In this example, we trained ViT-Base/16 for 300 epochs on the ImageNet-1K dataset. The batch size is expanded to 32K through data parallelism. Since only 4 A100 GPUs on one small server are used, and the GPU memory is limited, the batch size of 32K cannot be used directly. Therefore, the batch size used on each GPU is only 256, and the 256 batch size is equivalently expanded to 8K through gradient accumulation 32 times. Finally, data parallelism is used between 4 GPUs to achieve an equivalent batch size of 32K.
Since the batch size of 32K far exceeds the use range of common optimizers and is difficult to train, we use the large-batch optimizer [LAMB](https://arxiv.org/abs/1904.00962) provided by Colossal-AI to achieve a better convergence. The learning rate and weight decay of [LAMB](https://arxiv.org/abs/1904.00962) are set to 1.8e-2 and 0.1, respectively. The learning rate scheduler uses a linear warmup strategy of 150 epochs. We also used FP16 mixed precision to speed up the training process, and introduced gradient clipping to help convergence. For simplicity and speed, we only use [Mixup](https://arxiv.org/abs/1710.09412) instead of `RandAug` in data augmentation.

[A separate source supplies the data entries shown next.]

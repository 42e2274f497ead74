//! Infrastructure layer - Adapter implementations
//!
//! Concrete implementations of the port interfaces: audio devices, the
//! OpenAI-compatible speech API and the config file.

pub mod audio;
pub mod config;
pub mod speech;

pub use audio::{CpalInput, RodioOutput};
pub use config::XdgConfigStore;
pub use speech::{synthesizer_chain, transcriber_chain, OpenAiSynthesizer, OpenAiTranscriber};
//! Command runners
//!
//! Builds the adapters, merges configuration and drives the use cases for
//! each subcommand. Every runner returns a [`CliError`] that maps to an
//! exit code in one place.

use std::env;
use std::path::Path;
use std::process::ExitCode;
use std::sync::Arc;
use std::time::{Duration, Instant};

use async_trait::async_trait;
use thiserror::Error;
use tracing::Level;

use crate::application::ports::{
    ConfigStore, DeviceEnumerator, HandlerError, Transcriber, TranscriptionError,
    UtteranceHandler,
};
use crate::application::{
    ContinuousListener, ListenerExit, PlaybackError, PlaybackState, Player, Recording,
    RecordingError, RecordingSession, ShutdownToken,
};
use crate::domain::audio::{AudioConfig, EncodedAudio, PcmDefaults};
use crate::domain::config::AppConfig;
use crate::domain::error::{AudioDeviceError, ConfigError};
use crate::infrastructure::{
    synthesizer_chain, transcriber_chain, CpalInput, RodioOutput, XdgConfigStore,
};

use super::args::{Cli, Commands};
use super::config_cmd::handle_config_command;
use super::presenter::Presenter;
use super::signals;

/// Exit codes
pub const EXIT_SUCCESS: u8 = 0;
pub const EXIT_ERROR: u8 = 1;
pub const EXIT_USAGE_ERROR: u8 = 2;

pub const ENV_API_KEY: &str = "OPENAI_API_KEY";
pub const ENV_BASE_URL: &str = "OPENAI_BASE_URL";

/// How often the live volume bar is redrawn
const LEVEL_REFRESH: Duration = Duration::from_millis(100);

#[derive(Debug, Error)]
pub enum CliError {
    #[error("{0}")]
    Usage(String),

    #[error(transparent)]
    Config(#[from] ConfigError),

    #[error(transparent)]
    Device(#[from] AudioDeviceError),

    #[error(transparent)]
    Recording(#[from] RecordingError),

    #[error(transparent)]
    Playback(#[from] PlaybackError),

    #[error(transparent)]
    Transcription(#[from] TranscriptionError),

    #[error("Missing API key. Set OPENAI_API_KEY or run 'voice-survey config set api_key <key>'")]
    MissingApiKey,

    #[error("{context}: {source}")]
    Io {
        context: String,
        #[source]
        source: std::io::Error,
    },
}

impl CliError {
    pub fn exit_code(&self) -> u8 {
        match self {
            Self::Usage(_) | Self::Config(ConfigError::ValidationError { .. }) => EXIT_USAGE_ERROR,
            _ => EXIT_ERROR,
        }
    }

    fn io(context: impl Into<String>, source: std::io::Error) -> Self {
        Self::Io {
            context: context.into(),
            source,
        }
    }
}

/// Install the stderr log subscriber. `-v` repetitions raise the level.
pub fn init_logging(verbose: u8) {
    let level = match verbose {
        0 => Level::WARN,
        1 => Level::INFO,
        2 => Level::DEBUG,
        _ => Level::TRACE,
    };
    let subscriber = tracing_subscriber::fmt()
        .with_max_level(level)
        .with_writer(std::io::stderr)
        .with_target(verbose >= 2)
        .finish();
    // A subscriber may already be set when embedded in tests
    let _ = tracing::subscriber::set_global_default(subscriber);
}

/// Settings taken from the environment
pub fn env_config() -> AppConfig {
    let var = |name: &str| env::var(name).ok().filter(|s| !s.trim().is_empty());
    AppConfig {
        api_key: var(ENV_API_KEY),
        base_url: var(ENV_BASE_URL),
        ..Default::default()
    }
}

/// Merge configuration: defaults < file < env < CLI
pub async fn load_merged_config(
    store: &dyn ConfigStore,
    cli_config: AppConfig,
) -> Result<AppConfig, ConfigError> {
    let file_config = store.load().await?;
    Ok(AppConfig::defaults()
        .merge(file_config)
        .merge(env_config())
        .merge(cli_config))
}

fn config_store(cli: &Cli) -> XdgConfigStore {
    XdgConfigStore::locate(cli.config.as_deref())
}

/// Parse-free entry point used by `main`
pub async fn run(cli: Cli) -> ExitCode {
    let mut presenter = Presenter::new();
    match dispatch(cli, &mut presenter).await {
        Ok(()) => ExitCode::from(EXIT_SUCCESS),
        Err(e) => {
            presenter.stop_spinner();
            presenter.error(&e.to_string());
            ExitCode::from(e.exit_code())
        }
    }
}

async fn dispatch(cli: Cli, presenter: &mut Presenter) -> Result<(), CliError> {
    let store = config_store(&cli);
    let overrides = cli.overrides();

    let command = match cli.command {
        Commands::Config { action } => {
            return Ok(handle_config_command(action, &store, presenter).await?);
        }
        Commands::Devices => return run_devices(presenter).await,
        command => command,
    };

    let config = load_merged_config(&store, overrides).await?;
    let audio = config.to_audio_config()?;
    tracing::debug!(?audio, "audio configuration");

    let token = ShutdownToken::new();
    signals::install(token.clone())
        .map_err(|e| CliError::io("Failed to install signal handler", e))?;

    let ctx = Context {
        config,
        audio,
        token,
    };

    match command {
        Commands::Record { output, manual } => run_record(&ctx, presenter, &output, manual).await,
        Commands::Play { file } => run_play(&ctx, presenter, &file).await,
        Commands::Say { text } => run_say(&ctx, presenter, &text).await,
        Commands::Transcribe => run_transcribe(&ctx, presenter).await,
        Commands::Listen => run_listen(&ctx, presenter).await,
        Commands::Config { .. } | Commands::Devices => Ok(()),
    }
}

/// Resolved settings shared by the device commands
struct Context {
    config: AppConfig,
    audio: AudioConfig,
    token: ShutdownToken,
}

impl Context {
    fn api_key(&self) -> Result<&str, CliError> {
        self.config
            .api_key
            .as_deref()
            .filter(|k| !k.trim().is_empty())
            .ok_or(CliError::MissingApiKey)
    }

    fn player(&self) -> Player {
        Player::new(
            Arc::new(RodioOutput::new()),
            PcmDefaults {
                sample_rate: self.audio.sample_rate(),
                channels: self.audio.channels(),
            },
        )
    }
}

async fn run_devices(presenter: &Presenter) -> Result<(), CliError> {
    let devices = tokio::task::spawn_blocking(|| CpalInput::new().list_input_devices())
        .await
        .map_err(|e| AudioDeviceError::Open(format!("device listing task failed: {}", e)))??;

    if devices.is_empty() {
        presenter.warn("No input devices found");
    }
    for device in &devices {
        presenter.device(device);
    }
    Ok(())
}

/// Capture one utterance with a live volume bar
async fn capture(ctx: &Context, presenter: &mut Presenter, manual: bool) -> Result<Recording, CliError> {
    let input = Arc::new(CpalInput::new());
    let mut session = RecordingSession::new(ctx.audio.clone(), input.clone(), ctx.token.clone())
        .with_enumerator(input);
    session.start(!manual).await?;

    if manual {
        presenter.info("Press Enter to stop, Ctrl-C to cancel");
        let stop = session.stop_handle();
        // Detached so a pending read never holds up runtime shutdown
        std::thread::spawn(move || {
            let mut line = String::new();
            let _ = std::io::stdin().read_line(&mut line);
            stop.stop();
        });
    }

    let meter = session.meter();
    let threshold = ctx.audio.volume_threshold();
    let started = Instant::now();
    presenter.start_spinner("Recording");

    let completion = session.await_completion();
    tokio::pin!(completion);
    let mut ticker = tokio::time::interval(LEVEL_REFRESH);
    let result = loop {
        tokio::select! {
            result = &mut completion => break result,
            _ = ticker.tick() => {
                presenter.update_level(started.elapsed(), meter.level(), threshold, meter.is_speaking());
            }
        }
    };

    match result {
        Ok(recording) => {
            presenter.spinner_success(&format!(
                "Captured {:.1}s ({}, {})",
                recording.stats.captured.as_secs_f32(),
                recording.reason,
                recording.audio.human_readable_size()
            ));
            if recording.stats.dropped_blocks > 0 {
                presenter.warn(&format!(
                    "{} audio blocks were dropped",
                    recording.stats.dropped_blocks
                ));
            }
            Ok(recording)
        }
        Err(e) => {
            presenter.spinner_fail("Recording failed");
            Err(e.into())
        }
    }
}

async fn run_record(
    ctx: &Context,
    presenter: &mut Presenter,
    output: &Path,
    manual: bool,
) -> Result<(), CliError> {
    let recording = capture(ctx, presenter, manual).await?;
    write_file(output, &recording.audio).await?;
    presenter.success(&format!("Saved {}", output.display()));
    Ok(())
}

async fn write_file(path: &Path, audio: &EncodedAudio) -> Result<(), CliError> {
    tokio::fs::write(path, audio.data())
        .await
        .map_err(|e| CliError::io(format!("Failed to write {}", path.display()), e))
}

async fn run_play(ctx: &Context, presenter: &mut Presenter, file: &Path) -> Result<(), CliError> {
    let bytes = tokio::fs::read(file)
        .await
        .map_err(|e| CliError::io(format!("Failed to read {}", file.display()), e))?;
    if bytes.is_empty() {
        return Err(CliError::Usage(format!("{} is empty", file.display())));
    }

    let player = ctx.player();
    presenter.start_spinner(&format!("Playing {}", file.display()));
    let session = player.play(&EncodedAudio::new(bytes)).await?;
    let outcome = session.await_finished(&ctx.token).await;
    report_playback(presenter, outcome)
}

async fn run_say(ctx: &Context, presenter: &mut Presenter, text: &str) -> Result<(), CliError> {
    if text.trim().is_empty() {
        return Err(CliError::Usage("Nothing to say".into()));
    }
    let synthesizer = synthesizer_chain(&ctx.config, ctx.api_key()?);
    let player = ctx.player();

    presenter.start_spinner("Speaking");
    let outcome = player.say(&synthesizer, text, &ctx.token).await;
    report_playback(presenter, outcome)
}

fn report_playback(
    presenter: &mut Presenter,
    outcome: Result<PlaybackState, PlaybackError>,
) -> Result<(), CliError> {
    match outcome {
        Ok(PlaybackState::Stopped) | Err(PlaybackError::Cancelled) => {
            presenter.spinner_fail("Playback stopped");
            Ok(())
        }
        Ok(_) => {
            presenter.spinner_success("Done");
            Ok(())
        }
        Err(e) => {
            presenter.spinner_fail("Playback failed");
            Err(e.into())
        }
    }
}

async fn run_transcribe(ctx: &Context, presenter: &mut Presenter) -> Result<(), CliError> {
    let transcriber = transcriber_chain(&ctx.config, ctx.api_key()?);
    let recording = capture(ctx, presenter, false).await?;

    presenter.start_spinner("Transcribing");
    let text = tokio::select! {
        text = transcriber.transcribe(&recording.audio) => text?,
        _ = ctx.token.cancelled() => return Err(RecordingError::Cancelled.into()),
    };
    presenter.stop_spinner();

    if text.trim().is_empty() {
        presenter.warn("Nothing was recognised");
    } else {
        presenter.output(text.trim());
    }
    Ok(())
}

/// Prints each utterance on its own line
struct PrintUtterance;

#[async_trait]
impl UtteranceHandler for PrintUtterance {
    async fn on_utterance(&self, text: &str) -> Result<(), HandlerError> {
        println!("{}", text);
        Ok(())
    }
}

async fn run_listen(ctx: &Context, presenter: &mut Presenter) -> Result<(), CliError> {
    let transcriber = Arc::new(transcriber_chain(&ctx.config, ctx.api_key()?));
    let input = Arc::new(CpalInput::new());
    let listener = ContinuousListener::new(ctx.audio.clone(), input.clone(), transcriber, &ctx.token)
        .with_enumerator(input);

    presenter.info("Listening. Say \"exit\" or press Ctrl-C to finish.");
    match listener.run(&PrintUtterance).await {
        ListenerExit::ExitKeyword(keyword) => presenter.success(&format!("Heard \"{}\", done", keyword)),
        ListenerExit::Stopped => presenter.info("Stopped"),
    }
    Ok(())
}
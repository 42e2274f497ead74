//! Audio device adapters
//!
//! Capture goes through cpal, playback through rodio. Both keep their
//! device handles on dedicated threads.

mod cpal_input;
mod rodio_output;

pub use cpal_input::CpalInput;
pub use rodio_output::RodioOutput;
//! Configuration domain

mod app_config;

pub use app_config::{
    AppConfig, AudioSection, SpeechSection, DEFAULT_BASE_URL, DEFAULT_SYNTHESIS_MODELS,
    DEFAULT_TRANSCRIPTION_MODELS,
};
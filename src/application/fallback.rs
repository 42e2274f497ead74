//! Prioritised provider chains for transcription and synthesis

use std::sync::Arc;

use async_trait::async_trait;

use crate::domain::audio::EncodedAudio;

use super::ports::{SynthesisError, Synthesizer, TranscriptionError, Transcriber};

/// Tries each transcriber in order until one succeeds.
///
/// When every provider fails the chain yields empty text, which callers
/// treat as "nothing recognised".
pub struct FallbackTranscriber {
    providers: Vec<Arc<dyn Transcriber>>,
}

impl FallbackTranscriber {
    pub fn new(providers: Vec<Arc<dyn Transcriber>>) -> Self {
        Self { providers }
    }

    pub fn len(&self) -> usize {
        self.providers.len()
    }

    pub fn is_empty(&self) -> bool {
        self.providers.is_empty()
    }
}

#[async_trait]
impl Transcriber for FallbackTranscriber {
    fn name(&self) -> &str {
        "fallback"
    }

    async fn transcribe(&self, audio: &EncodedAudio) -> Result<String, TranscriptionError> {
        if self.providers.is_empty() {
            return Err(TranscriptionError::NoProviders);
        }

        for provider in &self.providers {
            match provider.transcribe(audio).await {
                Ok(text) => {
                    tracing::debug!(provider = provider.name(), chars = text.len(), "transcribed");
                    return Ok(text);
                }
                Err(e) => {
                    tracing::warn!(provider = provider.name(), error = %e, "transcription failed");
                }
            }
        }

        tracing::warn!(providers = self.providers.len(), "all transcription providers failed");
        Ok(String::new())
    }
}

/// Tries each synthesizer in order, returning the last error if all fail
pub struct FallbackSynthesizer {
    providers: Vec<Arc<dyn Synthesizer>>,
}

impl FallbackSynthesizer {
    pub fn new(providers: Vec<Arc<dyn Synthesizer>>) -> Self {
        Self { providers }
    }

    pub fn len(&self) -> usize {
        self.providers.len()
    }

    pub fn is_empty(&self) -> bool {
        self.providers.is_empty()
    }
}

#[async_trait]
impl Synthesizer for FallbackSynthesizer {
    fn name(&self) -> &str {
        "fallback"
    }

    async fn synthesize(&self, text: &str) -> Result<EncodedAudio, SynthesisError> {
        let mut last_error = SynthesisError::NoProviders;

        for provider in &self.providers {
            match provider.synthesize(text).await {
                Ok(audio) => {
                    tracing::debug!(provider = provider.name(), size = audio.size_bytes(), "synthesized");
                    return Ok(audio);
                }
                Err(e) => {
                    tracing::warn!(provider = provider.name(), error = %e, "synthesis failed");
                    last_error = e;
                }
            }
        }

        Err(last_error)
    }
}
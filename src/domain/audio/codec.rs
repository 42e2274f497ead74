//! WAV container encoding and decoding

use std::io::Cursor;

use crate::domain::error::FormatError;

use super::block::EncodedAudio;

const PCM16_SCALE: f32 = i16::MAX as f32;
const PCM16_DECODE_SCALE: f32 = 32_768.0;

/// Interleaved float samples with their stream parameters
#[derive(Debug, Clone, PartialEq)]
pub struct DecodedAudio {
    pub samples: Vec<f32>,
    pub sample_rate: u32,
    pub channels: u16,
}

impl DecodedAudio {
    pub fn frames(&self) -> usize {
        if self.channels == 0 {
            return 0;
        }
        self.samples.len() / self.channels as usize
    }

    pub fn duration(&self) -> std::time::Duration {
        if self.sample_rate == 0 {
            return std::time::Duration::ZERO;
        }
        std::time::Duration::from_secs_f64(self.frames() as f64 / self.sample_rate as f64)
    }
}

/// Stream parameters assumed for headerless PCM
#[derive(Debug, Clone, Copy, PartialEq, Eq)]
pub struct PcmDefaults {
    pub sample_rate: u32,
    pub channels: u16,
}

impl Default for PcmDefaults {
    fn default() -> Self {
        Self {
            sample_rate: super::config::DEFAULT_SAMPLE_RATE,
            channels: super::config::DEFAULT_CHANNELS,
        }
    }
}

fn read_error(e: hound::Error) -> FormatError {
    match e {
        hound::Error::Unsupported | hound::Error::InvalidSampleFormat | hound::Error::TooWide => {
            FormatError::Unsupported(e.to_string())
        }
        other => FormatError::Malformed(other.to_string()),
    }
}

fn write_error(e: hound::Error) -> FormatError {
    FormatError::Write(e.to_string())
}

pub struct AudioCodec;

impl AudioCodec {
    /// Encode float samples as 16-bit PCM WAV.
    ///
    /// Samples are clamped to [-1.0, 1.0] before quantisation.
    pub fn encode(
        samples: &[f32],
        sample_rate: u32,
        channels: u16,
    ) -> Result<EncodedAudio, FormatError> {
        if sample_rate == 0 || channels == 0 {
            return Err(FormatError::Write(format!(
                "invalid stream parameters: {} Hz, {} channels",
                sample_rate, channels
            )));
        }

        let spec = hound::WavSpec {
            channels,
            sample_rate,
            bits_per_sample: 16,
            sample_format: hound::SampleFormat::Int,
        };

        let mut data = Vec::with_capacity(44 + samples.len() * 2);
        {
            let mut writer =
                hound::WavWriter::new(Cursor::new(&mut data), spec).map_err(write_error)?;
            for &sample in samples {
                writer.write_sample(quantize(sample)).map_err(write_error)?;
            }
            writer.finalize().map_err(write_error)?;
        }

        Ok(EncodedAudio::new(data))
    }

    /// Decode a WAV container holding 16-bit integer or 32-bit float samples
    pub fn decode(bytes: &[u8]) -> Result<DecodedAudio, FormatError> {
        let reader = hound::WavReader::new(Cursor::new(bytes)).map_err(read_error)?;
        let spec = reader.spec();

        let samples = match (spec.sample_format, spec.bits_per_sample) {
            (hound::SampleFormat::Int, 16) => reader
                .into_samples::<i16>()
                .map(|s| s.map(|v| v as f32 / PCM16_DECODE_SCALE))
                .collect::<Result<Vec<f32>, _>>()
                .map_err(read_error)?,
            (hound::SampleFormat::Float, 32) => reader
                .into_samples::<f32>()
                .collect::<Result<Vec<f32>, _>>()
                .map_err(read_error)?,
            (format, bits) => {
                return Err(FormatError::Unsupported(format!(
                    "{}-bit {:?} samples",
                    bits, format
                )))
            }
        };

        Ok(DecodedAudio {
            samples,
            sample_rate: spec.sample_rate,
            channels: spec.channels,
        })
    }

    /// Decode a WAV container, treating the bytes as raw little-endian
    /// 16-bit PCM when no usable header is present.
    pub fn decode_or_raw(bytes: &[u8], defaults: PcmDefaults) -> DecodedAudio {
        match Self::decode(bytes) {
            Ok(audio) => audio,
            Err(e) => {
                tracing::warn!(error = %e, bytes = bytes.len(), "playing as raw PCM");
                Self::decode_raw(bytes, defaults)
            }
        }
    }

    /// Interpret bytes as raw little-endian 16-bit PCM. A trailing odd byte is dropped.
    pub fn decode_raw(bytes: &[u8], defaults: PcmDefaults) -> DecodedAudio {
        let samples = bytes
            .chunks_exact(2)
            .map(|pair| i16::from_le_bytes([pair[0], pair[1]]) as f32 / PCM16_DECODE_SCALE)
            .collect();

        DecodedAudio {
            samples,
            sample_rate: defaults.sample_rate,
            channels: defaults.channels,
        }
    }
}

fn quantize(sample: f32) -> i16 {
    (sample.clamp(-1.0, 1.0) * PCM16_SCALE).round() as i16
}
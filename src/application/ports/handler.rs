//! Utterance handler port

use async_trait::async_trait;

/// Error type a handler may return; the listener only logs it
pub type HandlerError = Box<dyn std::error::Error + Send + Sync>;

/// Receives each transcribed utterance from the continuous listener
#[async_trait]
pub trait UtteranceHandler: Send + Sync {
    async fn on_utterance(&self, text: &str) -> Result<(), HandlerError>;
}
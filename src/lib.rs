//! voice-survey - voice-activity-detected capture and playback
//!
//! Records spoken answers from the microphone, ends each one automatically
//! once the speaker falls silent, and plays synthesized or stored prompts
//! back through the speakers.
//!
//! # Architecture
//!
//! The crate follows hexagonal (ports & adapters) architecture:
//!
//! - **Domain**: audio blocks, the volume meter and voice activity detector,
//!   the WAV codec, signal processing, configuration and errors
//! - **Application**: recording and playback sessions, the continuous
//!   listener, provider fallback chains and the port traits
//! - **Infrastructure**: cpal capture, rodio playback, OpenAI-compatible
//!   speech adapters and the XDG config store
//! - **CLI**: argument parsing, presentation and signal handling

pub mod application;
pub mod cli;
pub mod domain;
pub mod infrastructure;
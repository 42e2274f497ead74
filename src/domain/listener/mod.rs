mod session;

pub use session::{InvalidStateTransition, ListenerSession, ListenerState};
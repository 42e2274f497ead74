//! Speaker playback using rodio
//!
//! `rodio::OutputStream` is not `Send`, so each playback owns a thread that
//! opens the device, plays the buffer and releases the device when done.

use std::sync::atomic::{AtomicBool, Ordering};
use std::sync::mpsc as std_mpsc;
use std::sync::Arc;
use std::time::Duration;

use async_trait::async_trait;
use rodio::buffer::SamplesBuffer;
use rodio::{OutputStream, Sink};
use tokio::sync::watch;

use crate::application::ports::{AudioOutput, PlaybackStream};
use crate::domain::audio::DecodedAudio;
use crate::domain::error::AudioDeviceError;

/// How often the playback thread checks for a stop request
const POLL_INTERVAL: Duration = Duration::from_millis(20);

#[derive(Debug, Default, Clone)]
pub struct RodioOutput;

impl RodioOutput {
    pub fn new() -> Self {
        Self
    }
}

impl AudioOutput for RodioOutput {
    fn start(&self, audio: DecodedAudio) -> Result<Box<dyn PlaybackStream>, AudioDeviceError> {
        if audio.sample_rate == 0 || audio.channels == 0 {
            return Err(AudioDeviceError::UnsupportedFormat(format!(
                "{} Hz, {} channels",
                audio.sample_rate, audio.channels
            )));
        }

        let stop = Arc::new(AtomicBool::new(false));
        let (done_tx, done_rx) = watch::channel(false);
        let (ready_tx, ready_rx) = std_mpsc::channel();

        let thread_stop = Arc::clone(&stop);
        std::thread::Builder::new()
            .name("audio-output".into())
            .spawn(move || {
                play_until_done(audio, thread_stop, ready_tx);
                done_tx.send_replace(true);
            })
            .map_err(|e| AudioDeviceError::Open(format!("failed to spawn output thread: {}", e)))?;

        match ready_rx.recv() {
            Ok(Ok(())) => Ok(Box::new(RodioPlayback { stop, done: done_rx })),
            Ok(Err(e)) => Err(e),
            Err(_) => Err(AudioDeviceError::Open("output thread exited during startup".into())),
        }
    }
}

fn play_until_done(
    audio: DecodedAudio,
    stop: Arc<AtomicBool>,
    ready: std_mpsc::Sender<Result<(), AudioDeviceError>>,
) {
    let (_stream, handle) = match OutputStream::try_default() {
        Ok(pair) => pair,
        Err(e) => {
            let _ = ready.send(Err(map_stream_error(e)));
            return;
        }
    };
    let sink = match Sink::try_new(&handle) {
        Ok(sink) => sink,
        Err(e) => {
            let _ = ready.send(Err(AudioDeviceError::Open(e.to_string())));
            return;
        }
    };

    tracing::debug!(
        sample_rate = audio.sample_rate,
        channels = audio.channels,
        frames = audio.frames(),
        "output stream opened"
    );
    sink.append(SamplesBuffer::new(audio.channels, audio.sample_rate, audio.samples));
    if ready.send(Ok(())).is_err() {
        sink.stop();
        return;
    }

    while !sink.empty() {
        if stop.load(Ordering::Acquire) {
            sink.stop();
            tracing::debug!("playback stopped early");
            break;
        }
        std::thread::sleep(POLL_INTERVAL);
    }
    // Dropping the stream releases the device before completion is published
}

fn map_stream_error(err: rodio::StreamError) -> AudioDeviceError {
    match err {
        rodio::StreamError::NoDevice => AudioDeviceError::NoDevice,
        other => AudioDeviceError::Open(other.to_string()),
    }
}

struct RodioPlayback {
    stop: Arc<AtomicBool>,
    done: watch::Receiver<bool>,
}

#[async_trait]
impl PlaybackStream for RodioPlayback {
    fn stop(&self) {
        self.stop.store(true, Ordering::Release);
    }

    async fn finished(&self) {
        let mut done = self.done.clone();
        // Err means the thread is gone, which also means the device is free
        let _ = done.wait_for(|finished| *finished).await;
    }
}

#[cfg(test)]
mod tests {
    use super::*;

    #[test]
    fn rejects_empty_format() {
        let audio = DecodedAudio {
            samples: vec![0.0; 16],
            sample_rate: 0,
            channels: 1,
        };
        assert!(matches!(
            RodioOutput::new().start(audio),
            Err(AudioDeviceError::UnsupportedFormat(_))
        ));
    }

    #[tokio::test]
    async fn finished_resolves_when_thread_is_gone() {
        let (tx, rx) = watch::channel(false);
        let playback = RodioPlayback {
            stop: Arc::new(AtomicBool::new(false)),
            done: rx,
        };
        drop(tx);
        playback.finished().await;
    }

    #[tokio::test]
    #[ignore = "Requires audio hardware"]
    async fn plays_a_short_tone() {
        let samples = (0..1600)
            .map(|i| (i as f32 * 0.1).sin() * 0.2)
            .collect::<Vec<_>>();
        let stream = RodioOutput::new()
            .start(DecodedAudio {
                samples,
                sample_rate: 16_000,
                channels: 1,
            })
            .unwrap();
        stream.finished().await;
    }
}
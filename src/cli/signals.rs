//! OS signal wiring
//!
//! SIGINT and SIGTERM cancel the root [`ShutdownToken`]; every session
//! started from that token winds down and salvages what it has.

use colored::Colorize;

use crate::application::ShutdownToken;

/// Exit status used when a second interrupt forces the process down
pub const EXIT_INTERRUPTED: i32 = 130;

/// Cancel `token` on the first SIGINT or SIGTERM. A second SIGINT exits
/// immediately.
pub fn install(token: ShutdownToken) -> Result<(), std::io::Error> {
    #[cfg(unix)]
    {
        use tokio::signal::unix::{signal, SignalKind};

        let mut sigint = signal(SignalKind::interrupt())?;
        let mut sigterm = signal(SignalKind::terminate())?;

        tokio::spawn(async move {
            tokio::select! {
                _ = sigint.recv() => eprintln!("\n{} Interrupted, finishing up", "↓".cyan()),
                _ = sigterm.recv() => tracing::info!("received SIGTERM"),
            }
            token.cancel();

            if sigint.recv().await.is_some() {
                std::process::exit(EXIT_INTERRUPTED);
            }
        });
    }

    #[cfg(not(unix))]
    {
        tokio::spawn(async move {
            if tokio::signal::ctrl_c().await.is_ok() {
                eprintln!("\n{} Interrupted, finishing up", "↓".cyan());
                token.cancel();
            }
            if tokio::signal::ctrl_c().await.is_ok() {
                std::process::exit(EXIT_INTERRUPTED);
            }
        });
    }

    Ok(())
}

By tuning the parallelism, this example can be quickly deployed to a single server with several GPUs or to a large cluster with lots of nodes and GPUs. If there are enough computing resources to allow data parallel to be directly extended to hundreds or even thousands of GPUs, the training process of several days on a single A100 GPU can be shortened to less than half an hour.
`imagenet_dali_dataloader.py`
To accelerate the training process, we use [DALI](https://github.com/NVIDIA/DALI) to read data and require the dataset to be in TFRecord format, which avoids directly reading a large number of raw image files and being limited by the efficiency of the file system.
`train.py`
We call DALI in this file to read data and start the training process using Colossal-AI.
`mixup.py`
Since Mixup is used as data augmentation, we define the loss function of Mixup here.
`myhooks.py`
We define hook functions that record running information to help debugging.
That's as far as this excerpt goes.